Which brings me to dum dum dum… ominous music … the dissertation.
Today, I get to jump back into the dissertation after at least a month away. (if I’m really honest with myself – it’s more like 2 or 3 months away). I’ve looked at it and talked about it since then, but I haven’t actually done anything with it. I’m a little anxious, but also a little excited. All this time away I’ve been reading other people’s dissertation blogs and am alternately depressed at how much progress they make in such little time and jealous that they have such good time management skills that they can juggle their own work with the rest of their lives so much better than I seem to be able to. Also, I must confess that there is a significant part of me that seriously doubts that these folk are real. Do you think they’re really telling the truth when they claim they have finished a chapter in 3 weeks? Inconceivable. And what about all those people out there who say they’re now “done.” Inconceivable. How is such a thing possible? It is completely, absolutely, and in all ways inconceivable. I totally believe that these oh-so-productive bloggers must be fronts for the evil dissertation alien botulism devils, (or perhaps flying monkeys) whose job it is to make the rest of us feel inadequate because of how little work we get done. Maybe inconceivable doesn’t mean what I think it means. Or maybe they aren’t using the same wind I am using.
Anyway, I digress with my evil dissertation alien botulism devil theory. The point is, is that today I get to do some of my own work.

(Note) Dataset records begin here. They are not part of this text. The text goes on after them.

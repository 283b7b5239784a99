use serde::{Deserialize, Serialize};

/// Label rendered for faces that did not clear the match threshold.
pub const UNKNOWN_LABEL: &str = "Unknown";

/// Face bounding box in pixel coordinates, ordered `(top, right, bottom, left)`
/// as produced by the external extractor.
#[derive(Debug, Clone, Copy, PartialEq, Serialize, Deserialize)]
pub struct FaceBox {
    pub top: f32,
    pub right: f32,
    pub bottom: f32,
    pub left: f32,
}

impl FaceBox {
    pub fn new(top: f32, right: f32, bottom: f32, left: f32) -> Self {
        Self { top, right, bottom, left }
    }

    /// Multiply all four coordinates by `factor`.
    pub fn scaled(&self, factor: f32) -> Self {
        self.scaled_xy(factor, factor)
    }

    /// Multiply horizontal coordinates by `fx` and vertical ones by `fy`.
    pub fn scaled_xy(&self, fx: f32, fy: f32) -> Self {
        Self {
            top: self.top * fy,
            right: self.right * fx,
            bottom: self.bottom * fy,
            left: self.left * fx,
        }
    }

    pub fn width(&self) -> f32 {
        self.right - self.left
    }

    pub fn height(&self) -> f32 {
        self.bottom - self.top
    }
}

/// Face embedding vector (dimensionality fixed by the extractor, typically 128).
#[derive(Debug, Clone, PartialEq, Serialize, Deserialize)]
pub struct Embedding {
    pub values: Vec<f32>,
}

impl Embedding {
    pub fn new(values: Vec<f32>) -> Self {
        Self { values }
    }

    pub fn dim(&self) -> usize {
        self.values.len()
    }

    /// Compute Euclidean distance between two embeddings.
    pub fn euclidean_distance(&self, other: &Embedding) -> f32 {
        self.values
            .iter()
            .zip(other.values.iter())
            .map(|(a, b)| (a - b).powi(2))
            .sum::<f32>()
            .sqrt()
    }
}

/// A registered (label, embedding) pair. Never mutated once stored.
#[derive(Debug, Clone, PartialEq, Serialize, Deserialize)]
pub struct KnownFace {
    pub label: String,
    pub embedding: Embedding,
}

/// Result of matching a query embedding against the known faces.
#[derive(Debug, Clone, PartialEq)]
pub struct MatchResult {
    /// Label of the matched entry, `None` when nothing cleared the threshold.
    pub label: Option<String>,
    /// L2 distance to the nearest entry (`f32::INFINITY` for an empty gallery).
    pub distance: f32,
}

impl MatchResult {
    pub fn unknown(distance: f32) -> Self {
        Self { label: None, distance }
    }

    pub fn is_match(&self) -> bool {
        self.label.is_some()
    }

    /// Label as shown to the operator: the matched name or `"Unknown"`.
    pub fn display_label(&self) -> &str {
        self.label.as_deref().unwrap_or(UNKNOWN_LABEL)
    }
}

/// Raw extractor output for one face, in the coordinates of the image it saw.
#[derive(Debug, Clone, PartialEq, Serialize, Deserialize)]
pub struct RawFace {
    pub face_box: FaceBox,
    pub embedding: Embedding,
}

/// One located face within a frame, with its resolved label.
#[derive(Debug, Clone, PartialEq, Serialize, Deserialize)]
pub struct Detection {
    pub face_box: FaceBox,
    pub embedding: Embedding,
    /// Matched label; `None` means "Unknown".
    pub label: Option<String>,
    pub distance: f32,
}

impl Detection {
    pub fn is_unknown(&self) -> bool {
        self.label.is_none()
    }

    pub fn display_label(&self) -> &str {
        self.label.as_deref().unwrap_or(UNKNOWN_LABEL)
    }
}

/// Returns true if `label` is usable as a registered identity name.
pub(crate) fn is_registrable_label(label: &str) -> bool {
    let label = label.trim();
    !label.is_empty() && label != UNKNOWN_LABEL
}
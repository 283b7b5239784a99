//! Subprocess binding for the external face detector/embedder.
//!
//! The configured program runs for the daemon's lifetime. For each frame the
//! daemon writes one JSON header line, `{"width":W,"height":H}`, followed by
//! exactly `W*H*3` bytes of RGB8 pixels. The program answers with one JSON
//! line: `[{"box":[top,right,bottom,left],"embedding":[...]}, ...]`.

use facewatch_core::{Embedding, FaceBox, FaceExtractor, PipelineError, RawFace};
use image::RgbImage;
use serde::{Deserialize, Serialize};
use std::io::{BufRead, BufReader, Write};
use std::process::{Child, ChildStdin, ChildStdout, Command, Stdio};

#[derive(Serialize)]
struct FrameHeader {
    width: u32,
    height: u32,
}

#[derive(Deserialize)]
struct WireFace {
    #[serde(rename = "box")]
    face_box: [f32; 4],
    embedding: Vec<f32>,
}

pub struct CommandExtractor {
    child: Child,
    stdin: ChildStdin,
    stdout: BufReader<ChildStdout>,
    line: String,
}

impl CommandExtractor {
    /// Spawn `argv[0]` with the remaining arguments.
    pub fn spawn(argv: &[String]) -> Result<Self, PipelineError> {
        let (program, args) = argv
            .split_first()
            .ok_or_else(|| PipelineError::Extraction("no extractor command configured".into()))?;

        let mut child = Command::new(program)
            .args(args)
            .stdin(Stdio::piped())
            .stdout(Stdio::piped())
            .stderr(Stdio::inherit())
            .spawn()
            .map_err(|e| PipelineError::Extraction(format!("spawning {program}: {e}")))?;

        let (Some(stdin), Some(stdout)) = (child.stdin.take(), child.stdout.take()) else {
            let _ = child.kill();
            return Err(PipelineError::Extraction("extractor pipes unavailable".into()));
        };

        tracing::info!(program = %program, pid = child.id(), "extractor started");
        Ok(Self {
            child,
            stdin,
            stdout: BufReader::new(stdout),
            line: String::new(),
        })
    }

    fn send_frame(&mut self, image: &RgbImage) -> std::io::Result<()> {
        let header = FrameHeader {
            width: image.width(),
            height: image.height(),
        };
        serde_json::to_writer(&mut self.stdin, &header)?;
        self.stdin.write_all(b"\n")?;
        self.stdin.write_all(image.as_raw())?;
        self.stdin.flush()
    }
}

impl FaceExtractor for CommandExtractor {
    fn detect_and_embed(&mut self, image: &RgbImage) -> Result<Vec<RawFace>, PipelineError> {
        self.send_frame(image)
            .map_err(|e| PipelineError::Extraction(format!("writing frame: {e}")))?;

        self.line.clear();
        let n = self
            .stdout
            .read_line(&mut self.line)
            .map_err(|e| PipelineError::Extraction(format!("reading reply: {e}")))?;
        if n == 0 {
            return Err(PipelineError::Extraction("extractor closed its output".into()));
        }
        parse_reply(&self.line)
    }
}

impl Drop for CommandExtractor {
    fn drop(&mut self) {
        let _ = self.child.kill();
        let _ = self.child.wait();
    }
}

/// Decode one reply line into extractor output.
fn parse_reply(line: &str) -> Result<Vec<RawFace>, PipelineError> {
    let faces: Vec<WireFace> = serde_json::from_str(line.trim())
        .map_err(|e| PipelineError::Extraction(format!("malformed reply: {e}")))?;

    Ok(faces
        .into_iter()
        .map(|f| {
            let [top, right, bottom, left] = f.face_box;
            RawFace {
                face_box: FaceBox::new(top, right, bottom, left),
                embedding: Embedding::new(f.embedding),
            }
        })
        .collect())
}

#[cfg(test)]
mod tests {
    use super::*;

    #[test]
    fn test_parse_reply() {
        let faces =
            parse_reply(r#"[{"box":[10,50,40,5],"embedding":[0.5,-0.25]}]"#).unwrap();
        assert_eq!(faces.len(), 1);
        assert_eq!(faces[0].face_box, FaceBox::new(10.0, 50.0, 40.0, 5.0));
        assert_eq!(faces[0].embedding.values, vec![0.5, -0.25]);
    }

    #[test]
    fn test_parse_empty_reply() {
        assert!(parse_reply("[]\n").unwrap().is_empty());
    }

    #[test]
    fn test_parse_malformed_reply() {
        assert!(matches!(
            parse_reply(r#"{"faces":[]}"#),
            Err(PipelineError::Extraction(_))
        ));
    }

    #[test]
    fn test_spawn_requires_command() {
        assert!(CommandExtractor::spawn(&[]).is_err());
    }

    #[cfg(unix)]
    #[test]
    fn test_roundtrip_with_shell_extractor() {
        // Reads the header, swallows the 2x2 RGB payload, answers with one face.
        let script = r#"while IFS= read -r header; do head -c 12 >/dev/null; echo '[{"box":[1,4,3,2],"embedding":[0.5,0.25]}]'; done"#;
        let argv = vec!["sh".to_string(), "-c".to_string(), script.to_string()];
        let mut extractor = CommandExtractor::spawn(&argv).unwrap();

        let image = RgbImage::new(2, 2);
        for _ in 0..2 {
            let faces = extractor.detect_and_embed(&image).unwrap();
            assert_eq!(faces.len(), 1);
            assert_eq!(faces[0].face_box, FaceBox::new(1.0, 4.0, 3.0, 2.0));
        }
    }
}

Yesterday I came across a list that I had written down last year to help myself deal with my dissertation angst – it was a list of reasons why I didn’t want to finish. High on the list was that I didn’t know what else I would do — that I had been a graduate student my whole adult life. I didn’t know what came next for me and couldn’t envision myself in any other space than in the dissertating graduate student space. It was interesting to see that this thing that I was using to hold myself back is no longer there. I know what comes next — I am a college professor. I have a new space to be in – and within that space there is no room for an unfinished dissertation. It SO is time for me to move into the next step, without this burden holding me back.
So maybe, hopefully, today when I sit down to work, I will realize that I have crossed a dissertation threshold and that this time, I am ready to finish it.